Tag Archives: Encyclopedia Brown and the Case of the Soccer Scheme

Still Impressed by Donald Sobol

Encyclopedia Brown

Apparently last week the world lost children literature author and Encyclopedia Brown creator, Donald Sobol.

Most kids my age grew up reading the books. I tried to get my son interested in the series more recently, but could not get him hooked on it. I may need to try a harder sell.

Reading the obituary, I was impressed to learn that Sobol wrote almost until the end of his life. In fact, this October will see the release of the 28th book in the series, Encyclopedia Brown and the Case of the Soccer Scheme.

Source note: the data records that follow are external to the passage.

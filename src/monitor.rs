use crate::model::PanelStats;
use crate::sampler::{CpuSampler, SamplerError, SystemTicks};
use sysinfo::System;

/// Polls the host for the figures shown by the CPU panel.
pub struct SystemMonitor {
    sys: System,
    sampler: CpuSampler<SystemTicks>,
}

impl SystemMonitor {
    pub fn new() -> Self {
        let mut sys = System::new();
        sys.refresh_cpu_usage();
        Self {
            sys,
            sampler: CpuSampler::system(),
        }
    }

    /// One poll: tick-derived percentage shares plus per-core usage.
    ///
    /// A failed sample is an ordinary error; whether it ends the display loop
    /// is the caller's decision.
    pub fn poll(&mut self) -> Result<PanelStats, SamplerError> {
        self.sys.refresh_cpu_usage();
        let snapshot = self.sampler.sample()?;
        let cpus = self.sys.cpus();
        Ok(PanelStats {
            snapshot,
            per_core_usage: cpus.iter().map(|c| c.cpu_usage()).collect(),
            core_count: cpus.len(),
        })
    }
}

impl Default for SystemMonitor {
    fn default() -> Self {
        Self::new()
    }
}
use std::collections::VecDeque;

/// Cumulative CPU tick counters since an OS-defined epoch (typically boot).
#[derive(Clone, Copy, Debug, Default, PartialEq, Eq)]
pub struct CpuTicks {
    pub user: u64,
    pub nice: u64,
    pub system: u64,
    pub idle: u64,
}

impl CpuTicks {
    pub fn total(&self) -> u64 {
        self.user + self.nice + self.system + self.idle
    }
}

/// Point-in-time percentage breakdown of CPU time, each field in [0, 100].
///
/// All four tick categories are reported; `user + system + idle` alone comes
/// to `100 - nice`.
#[derive(Clone, Copy, Debug, PartialEq)]
pub struct CpuSnapshot {
    pub user: f64,
    pub system: f64,
    pub idle: f64,
    pub nice: f64,
}

impl CpuSnapshot {
    /// Share of time not spent idle, for the history chart.
    pub fn busy(&self) -> f64 {
        (100.0 - self.idle).clamp(0.0, 100.0)
    }
}

/// One poll's worth of display data for the CPU panel.
pub struct PanelStats {
    pub snapshot: CpuSnapshot,
    pub per_core_usage: Vec<f32>,
    pub core_count: usize,
}

/// Bounded ring of recent busy percentages.
pub struct UsageHistory {
    points: VecDeque<f32>,
    max_points: usize,
}

impl UsageHistory {
    pub fn new(max_points: usize) -> Self {
        Self {
            points: VecDeque::with_capacity(max_points),
            max_points,
        }
    }

    pub fn push(&mut self, busy_percent: f64) {
        if self.points.len() >= self.max_points {
            self.points.pop_front();
        }
        self.points.push_back(busy_percent as f32);
    }

    pub fn points(&self) -> &VecDeque<f32> {
        &self.points
    }

    pub fn max_points(&self) -> usize {
        self.max_points
    }
}

#[cfg(test)]
mod tests {
    use super::*;

    #[test]
    fn busy_is_complement_of_idle() {
        let snap = CpuSnapshot {
            user: 50.0,
            system: 30.0,
            idle: 20.0,
            nice: 0.0,
        };
        assert!((snap.busy() - 80.0).abs() < 1e-9);
    }

    #[test]
    fn history_drops_oldest_at_capacity() {
        let mut history = UsageHistory::new(3);
        for v in [10.0, 20.0, 30.0, 40.0] {
            history.push(v);
        }
        assert_eq!(history.points().len(), 3);
        assert_eq!(history.points().front().copied(), Some(20.0));
        assert_eq!(history.points().back().copied(), Some(40.0));
    }
}
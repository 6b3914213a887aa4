pub mod panel;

In the wake of his death, I went looking for an interview with Sobol. I was fortunate enough to discover  Just My Show: The Retro Pop Culture Podcast. Back in 2007, the show interviewed him and he shared how he kept the books ageless. He noted that he once referred to an expensive car in one of the earlier books and quoted the cost of the car ($5,000). Of course, by today’s standards, that’s not a substantial amount for a car–and Sobol expressed his appreciation that in revised releases of the book the cost had been edited.

Also in the interview, Sobol referenced newspaper column of his, the Two-Minute Mystery, that lead to him pursuing Encyclopedia Brown. Thanks to Google News’ archives, I was able to find one of the columns from 1967.

Sobol’s impact on writers and readers is far reaching, as evidenced by this tribute by crime novelist Jonathan Hayes on NPR.

Thanks for enriching a lot of folks’ childhood reading, Mr. Sobol.